### WORK REQUEST
Write out the data once more, exactly as it reads.

### DATA FOR THIS EXERCISE
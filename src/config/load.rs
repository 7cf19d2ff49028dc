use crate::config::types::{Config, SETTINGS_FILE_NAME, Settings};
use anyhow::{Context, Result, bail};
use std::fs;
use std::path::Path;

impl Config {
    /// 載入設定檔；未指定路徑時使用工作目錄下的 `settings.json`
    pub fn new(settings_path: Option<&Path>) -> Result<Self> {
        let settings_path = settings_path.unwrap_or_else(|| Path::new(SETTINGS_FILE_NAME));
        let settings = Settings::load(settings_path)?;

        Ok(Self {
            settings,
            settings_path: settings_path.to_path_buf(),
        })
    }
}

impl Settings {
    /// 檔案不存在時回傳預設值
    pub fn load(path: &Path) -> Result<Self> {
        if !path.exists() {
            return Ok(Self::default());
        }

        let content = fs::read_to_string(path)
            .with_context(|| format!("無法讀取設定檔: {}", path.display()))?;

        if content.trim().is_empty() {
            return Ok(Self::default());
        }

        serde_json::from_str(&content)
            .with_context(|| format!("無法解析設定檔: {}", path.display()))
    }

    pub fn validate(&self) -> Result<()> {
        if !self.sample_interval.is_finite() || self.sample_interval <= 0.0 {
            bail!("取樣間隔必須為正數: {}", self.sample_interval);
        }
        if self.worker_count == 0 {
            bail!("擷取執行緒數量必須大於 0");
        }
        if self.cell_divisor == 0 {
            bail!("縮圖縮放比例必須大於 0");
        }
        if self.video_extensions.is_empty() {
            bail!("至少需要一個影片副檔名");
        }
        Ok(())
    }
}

### TASK SOLUTION
filename src/config/load.rs
repository 7cf19d2ff49028dc
use crate::config::types::{Config, SETTINGS_FILE_NAME, Settings};
use anyhow::{Context, Result, bail};
use std::fs;
use std::path::Path;

impl Config {
    /// 載入設定檔；未指定路徑時使用工作目錄下的 `settings.json`
    pub fn new(settings_path: Option<&Path>) -> Result<Self> {
        let settings_path = settings_path.unwrap_or_else(|| Path::new(SETTINGS_FILE_NAME));
        let settings = Settings::load(settings_path)?;

        Ok(Self {
            settings,
            settings_path: settings_path.to_path_buf(),
        })
    }
}

impl Settings {
    /// 檔案不存在時回傳預設值
    pub fn load(path: &Path) -> Result<Self> {
        if !path.exists() {
            return Ok(Self::default());
        }

        let content = fs::read_to_string(path)
            .with_context(|| format!("無法讀取設定檔: {}", path.display()))?;

        if content.trim().is_empty() {
            return Ok(Self::default());
        }

        serde_json::from_str(&content)
            .with_context(|| format!("無法解析設定檔: {}", path.display()))
    }

    pub fn validate(&self) -> Result<()> {
        if !self.sample_interval.is_finite() || self.sample_interval <= 0.0 {
            bail!("取樣間隔必須為正數: {}", self.sample_interval);
        }
        if self.worker_count == 0 {
            bail!("擷取執行緒數量必須大於 0");
        }
        if self.cell_divisor == 0 {
            bail!("縮圖縮放比例必須大於 0");
        }
        if self.video_extensions.is_empty() {
            bail!("至少需要一個影片副檔名");
        }
        Ok(())
    }
}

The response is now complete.